When I was panicking about the lump on the back of my neck I lost my focus. I have been so strong through all of this and I let a tiny little bump sway me. I kept telling myself it was nothing and I think I honestly did believe myself. I have been pretty much spot on with everything that has to do with this cancer from the second I realized something was off in my head, but this bump threw me. All I could picture were those pages of documents talking about all the potential for other cancers and I got scared. I was genuinely scared for the first time since the day I got the call from my primary care doctor at work that hot day in October. After calming down I started thinking of the road that I have been on for the last 14+ months. Things have been terribly hard and I was able to stay strong.

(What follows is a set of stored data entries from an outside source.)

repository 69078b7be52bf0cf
use crate::infra_http::TransportConfig;
use anyhow::{Result, anyhow};
use config::{Config, ConfigBuilder, Environment, File, builder::DefaultState};
use serde::Deserialize;
use std::time::Duration;

#[derive(Debug, Deserialize)]
pub struct Settings {
    pub api: Api,
    pub auth: Auth,
    pub store: Store,
    pub log: Log,
}

#[derive(Debug, Deserialize)]
pub struct Api {
    pub base_url: String,
    pub timeout_ms: u64,
    pub with_credentials: bool,
}

#[derive(Debug, Deserialize)]
pub struct Auth {
    pub backend: String, // "fake" or "real"
}

#[derive(Debug, Deserialize)]
pub struct Store {
    pub backend: String, // "file", "memory" or "none"
    pub credentials_path: String,
    pub snapshot_path: String,
}

#[derive(Debug, Deserialize)]
pub struct Log {
    pub filter: String,
}

impl Api {
    pub fn transport_config(&self) -> TransportConfig {
        TransportConfig {
            base_url: self.base_url.clone(),
            timeout: Duration::from_millis(self.timeout_ms),
            with_credentials: self.with_credentials,
        }
    }
}

#[cfg(debug_assertions)]
const SETTINGS_PATH: &str = "settings/dev.toml";
#[cfg(not(debug_assertions))]
const SETTINGS_PATH: &str = "settings/release.toml";

const ENV_PREFIX: &str = "AGRICONNECT";
/// Single-variable override for the backend address.
const API_URL_VAR: &str = "AGRICONNECT_API_URL";

pub fn parse_settings(path: Option<&str>) -> Result<Settings> {
    build_settings(path, None, std::env::var(API_URL_VAR).ok())
}

fn defaults() -> Result<ConfigBuilder<DefaultState>> {
    Config::builder()
        .set_default("api.base_url", crate::infra_http::DEFAULT_BASE_URL)?
        .set_default("api.timeout_ms", 10_000)?
        .set_default("api.with_credentials", true)?
        .set_default("auth.backend", "real")?
        .set_default("store.backend", "file")?
        .set_default("store.credentials_path", ".agriconnect/credentials.json")?
        .set_default("store.snapshot_path", ".agriconnect/auth-store.json")?
        .set_default("log.filter", "info")
        .map_err(|e| anyhow!(e))
}

/// `env` replaces the process environment when given.
fn build_settings(
    path: Option<&str>,
    env: Option<config::Map<String, String>>,
    api_url: Option<String>,
) -> Result<Settings> {
    // An explicit path must exist; the default one is optional.
    let file = File::with_name(path.unwrap_or(SETTINGS_PATH)).required(path.is_some());

    let settings: Settings = defaults()?
        .add_source(file)
        .add_source(
            Environment::with_prefix(ENV_PREFIX)
                .prefix_separator("_")
                .separator("__")
                .try_parsing(true)
                .source(env),
        )
        .set_override_option("api.base_url", api_url)
        .map_err(|e| anyhow!(e))?
        .build()
        .map_err(|e| anyhow!(e))?
        .try_deserialize()
        .map_err(|e| anyhow!(e))?;

    Ok(settings)
}
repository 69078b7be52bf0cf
mod client;

pub use client::*;
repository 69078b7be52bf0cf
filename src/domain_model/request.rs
use crate::domain_model::AccessToken;
use reqwest::header::{AUTHORIZATION, HeaderMap, HeaderValue};
use reqwest::{Method, StatusCode};
use serde::de::DeserializeOwned;

/// A request as seen by the session pipeline, independent of the HTTP client.
#[derive(Debug, Clone)]
pub struct ApiRequest {
    pub method: Method,
    /// Path relative to the configured base address, e.g. `/auth/me/`.
    pub path: String,
    pub query: Vec<(String, String)>,
    pub headers: HeaderMap,
    pub body: Option<serde_json::Value>,
    /// Set once the request has been replayed after a refresh. Never cleared.
    pub retried: bool,
    /// Whether a 401 on this request may start the refresh protocol.
    pub refresh_on_unauthorized: bool,
}

impl ApiRequest {
    pub fn new(method: Method, path: impl Into<String>) -> Self {
        Self {
            method,
            path: path.into(),
            query: Vec::new(),
            headers: HeaderMap::new(),
            body: None,
            retried: false,
            refresh_on_unauthorized: true,
        }
    }

    pub fn get(path: impl Into<String>) -> Self {
        Self::new(Method::GET, path)
    }

    pub fn post(path: impl Into<String>) -> Self {
        Self::new(Method::POST, path)
    }

    pub fn patch(path: impl Into<String>) -> Self {
        Self::new(Method::PATCH, path)
    }

    pub fn delete(path: impl Into<String>) -> Self {
        Self::new(Method::DELETE, path)
    }

    pub fn with_body(mut self, body: serde_json::Value) -> Self {
        self.body = Some(body);
        self
    }

    pub fn with_query(mut self, key: impl Into<String>, value: impl Into<String>) -> Self {
        self.query.push((key.into(), value.into()));
        self
    }

    /// Marks a call that is expected to run without a session (login, register, ...).
    /// A 401 on it is reported as-is instead of starting a refresh.
    pub fn anonymous(mut self) -> Self {
        self.refresh_on_unauthorized = false;
        self
    }

    pub fn set_bearer(&mut self, token: &AccessToken) {
        match HeaderValue::from_str(&token.bearer()) {
            Ok(mut value) => {
                value.set_sensitive(true);
                self.headers.insert(AUTHORIZATION, value);
            }
            Err(_) => {
                tracing::warn!(token = %token.fingerprint(), "access token is not a valid header value");
            }
        }
    }

    /// The bearer credential currently attached, if any.
    pub fn bearer(&self) -> Option<&str> {
        self.headers
            .get(AUTHORIZATION)
            .and_then(|v| v.to_str().ok())
            .and_then(|v| v.strip_prefix("Bearer "))
    }
}

#[derive(Debug, Clone)]
pub struct ApiResponse {
    pub status: StatusCode,
    pub headers: HeaderMap,
    pub body: Vec<u8>,
}

impl ApiResponse {
    pub fn new(status: StatusCode, body: impl Into<Vec<u8>>) -> Self {
        Self {
            status,
            headers: HeaderMap::new(),
            body: body.into(),
        }
    }

    pub fn json_body(status: StatusCode, body: &serde_json::Value) -> Self {
        Self::new(status, body.to_string().into_bytes())
    }

    pub fn is_success(&self) -> bool {
        self.status.is_success()
    }

    pub fn json<T: DeserializeOwned>(&self) -> Result<T, serde_json::Error> {
        serde_json::from_slice(&self.body)
    }
}

#[cfg(test)]
mod tests {
    use super::*;

    #[test]
    fn bearer_roundtrips_through_headers() {
        let mut request = ApiRequest::get("/auth/me/");
        assert_eq!(request.bearer(), None);
        request.set_bearer(&AccessToken("abc123".to_string()));
        assert_eq!(request.bearer(), Some("abc123"));
        assert_eq!(
            request.headers.get(AUTHORIZATION).unwrap().to_str().unwrap(),
            "Bearer abc123"
        );
    }

    #[test]
    fn anonymous_requests_skip_refresh() {
        let request = ApiRequest::post("/auth/token/").anonymous();
        assert!(!request.refresh_on_unauthorized);
        assert!(!request.retried);
    }
}
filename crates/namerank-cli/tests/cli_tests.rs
use assert_cmd::Command;
use std::fs;
use std::path::PathBuf;
use tempfile::TempDir;

struct TestContext {
    _dir: TempDir,
    first_dir: PathBuf,
    last_csv: PathBuf,
}

impl TestContext {
    fn new() -> Self {
        let dir = tempfile::tempdir().expect("Failed to create temp dir");
        let first_dir = dir.path().join("first_names");
        fs::create_dir(&first_dir).unwrap();
        fs::write(
            first_dir.join("yob1990.txt"),
            "John,M,20000\nLiam,M,980000\n",
        )
        .unwrap();

        let last_csv = dir.path().join("last_names.csv");
        fs::write(&last_csv, "Smith,15000\nJones,985000\n").unwrap();

        Self {
            _dir: dir,
            first_dir,
            last_csv,
        }
    }

    fn cmd(&self) -> Command {
        let mut cmd = Command::cargo_bin("namerank").unwrap();
        cmd.arg("--first-names")
            .arg(&self.first_dir)
            .arg("--last-names")
            .arg(&self.last_csv);
        cmd
    }
}

#[test]
fn scores_a_full_name() {
    let ctx = TestContext::new();
    let output = ctx
        .cmd()
        .args(["score", "--first", "John", "--last", "Smith"])
        .output()
        .unwrap();

    assert!(output.status.success());
    let stdout = String::from_utf8_lossy(&output.stdout);
    assert!(stdout.contains("John Smith: 3.3/100"), "stdout: {}", stdout);
}

#[test]
fn scores_a_single_last_name() {
    let ctx = TestContext::new();
    let output = ctx
        .cmd()
        .args(["score", "--last", "Smith"])
        .output()
        .unwrap();

    assert!(output.status.success());
    let stdout = String::from_utf8_lossy(&output.stdout);
    assert!(stdout.contains("Smith: 8.2/100"), "stdout: {}", stdout);
}

#[test]
fn breakdown_prints_component_table() {
    let ctx = TestContext::new();
    let output = ctx
        .cmd()
        .args(["score", "--first", "John", "--breakdown"])
        .output()
        .unwrap();

    assert!(output.status.success());
    let stdout = String::from_utf8_lossy(&output.stdout);
    assert!(stdout.contains("Component scores for 'John'"));
    assert!(stdout.contains("Frequency"));
    assert!(stdout.contains("Letter distribution"));
}

#[test]
fn compare_ranks_and_exports_csv() {
    let ctx = TestContext::new();
    let csv_path = ctx._dir.path().join("ranking.csv");

    let output = ctx
        .cmd()
        .args(["compare", "John,Smith", "Zephyr"])
        .arg("--csv")
        .arg(&csv_path)
        .output()
        .unwrap();

    assert!(output.status.success());

    let csv = fs::read_to_string(&csv_path).unwrap();
    let lines: Vec<&str> = csv.lines().collect();
    assert_eq!(lines[0], "Name,Uniqueness Score");
    // Zephyr is unseen and outranks the very common pair.
    assert!(lines[1].starts_with("Zephyr,"));
    assert!(lines[2].starts_with("John Smith,"));
}

#[test]
fn weight_flags_override_file_and_defaults() {
    let ctx = TestContext::new();
    let output = ctx
        .cmd()
        .args([
            "score",
            "--first",
            "John",
            "--frequency-weight",
            "0",
            "--structural-weight",
            "0",
            "--letter-dist-weight",
            "0",
        ])
        .output()
        .unwrap();

    assert!(output.status.success());
    let stdout = String::from_utf8_lossy(&output.stdout);
    assert!(stdout.contains("John: 0/100"), "stdout: {}", stdout);
}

I went through a craniotomy, radiation, 2 chemos, blood counts almost too low to function, countless IV’s, swallowed about a million pills, dealt with all the side effects that go along with it while trying to find a job, work and maintain some type of normalcy and all that time I never flinched. Yes I got nervous, but nothing like how I was after feeling that lump. It took me a while to settle down, but once I did I realized what I had forgotten. I forgot the most important thing that has kept me strong this whole time and that is the fact that I have already accepted my fate- no matter what it is. The day I found out what type of cancer I had was rough, but before the sun set that night about a year ago I made a vow that no matter vow to myself that no matter how this plays out I will stay strong till the end, not only for myself, but for those I love and those whom love me. I forgot that in a moment of weakness and once I remembered what I had forgot I felt peace again.
I want to say a special thanks to everyone at Stupid Cancer for sharing my story (if you haven’t yet, check them out on FB at https://www.facebook.com/stupidcancer or www.stupidcancer.org and thanks for all who have supported me from day one and those who are just joining! Have a great weekend everyone! :)
“The harder the struggle, the more glorious the outcome.”